Prostaglandins are some of the main mediators which control parturition, and their production by intrauterine tissues can be up-regulated by pro-inflammatory cytokines. Anti-inflammatory cytokines may oppose these effects, and in this study we have investigated how two such cytokines affected fetal membrane function. Interleukin-10 (IL-10) inhibited the output of prostaglandin E-2 (PGE(2)) from intact fetal membranes under basal and lipopolysaccharide (LPS)-stimulated conditions, and there was a parallel decrease in the expression of mRNA for COX-2. IL-10 also inhibited the production of interleukin-1 beta (IL-1 beta) and the expression of mRNA for IL-1 beta, indicating that this cytokine has a broad anti-inflammatory effect. Transforming growth factor-beta 1 (TGF-beta 1), which is generally considered to be anti-inflammatory had opposite effects on PGE(2) production, in that it increased the output of PGE(2) for up to 8 hr. TGF-beta 1 increased levels of type-2 cyclooxygenase (COX-2) and cytosolic phospholipase A(2) (cPLA2) protein, and also activated the cPLA2 enzyme present; the profile of effects is similar to that of the pro-inflammatory cytokine IL-1 beta, and was not expected.

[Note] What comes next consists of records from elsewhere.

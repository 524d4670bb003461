//! The individual steps of a chat request. Each stage is a plain value with
//! its dependencies injected; [`PipelineStage::execute`] adds logging, timing
//! and error tagging around the stage's own `process`.

pub mod context_extraction;
pub mod llm_completion;
pub mod message_preparation;
pub mod model_selection;
pub mod response_processing;
pub mod tool_calling;

use super::metrics::MetricsRecorder;
use crate::error::{PipelineError, StageError};
use std::time::Instant;
use tracing::debug;

pub use context_extraction::{ContextExtractionInput, ContextExtractionStage, ContextExtractor};
pub use llm_completion::{LlmCompletionInput, LlmCompletionStage};
pub use message_preparation::{MessagePreparationInput, MessagePreparationStage};
pub use model_selection::{ModelSelectionInput, ModelSelectionStage, QueryComplexity};
pub use response_processing::{ResponseProcessingInput, ResponseProcessingStage};
pub use tool_calling::{ToolCallingInput, ToolCallingOutput, ToolCallingStage};

pub trait PipelineStage {
    type Input;
    type Output;

    fn name(&self) -> &'static str;

    fn process(&self, input: Self::Input) -> Result<Self::Output, StageError>;

    fn execute(
        &self,
        input: Self::Input,
        metrics: &MetricsRecorder,
    ) -> Result<Self::Output, PipelineError> {
        let stage = self.name();
        debug!(stage, "stage started");
        let started = Instant::now();
        let result = self.process(input);
        let elapsed = started.elapsed();
        metrics.record_stage(stage, elapsed);

        match result {
            Ok(output) => {
                debug!(stage, elapsed_ms = elapsed.as_millis() as u64, "stage finished");
                Ok(output)
            }
            Err(e) => {
                debug!(stage, error = %e, "stage failed");
                Err(PipelineError::new(stage, e))
            }
        }
    }
}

Combinations of TGF-beta 1 with IL-1 beta also increased PGE2 output and caused appropriate changes in prostaglandin pathway enzymes, whereas TGF-beta 1 and IL-1 alpha had more limited effects. Further studies are needed to establish the physiological significance of these findings, but TGF-beta 1 does not seem to act as an inhibitory cytokine in intact fetal membranes at: term.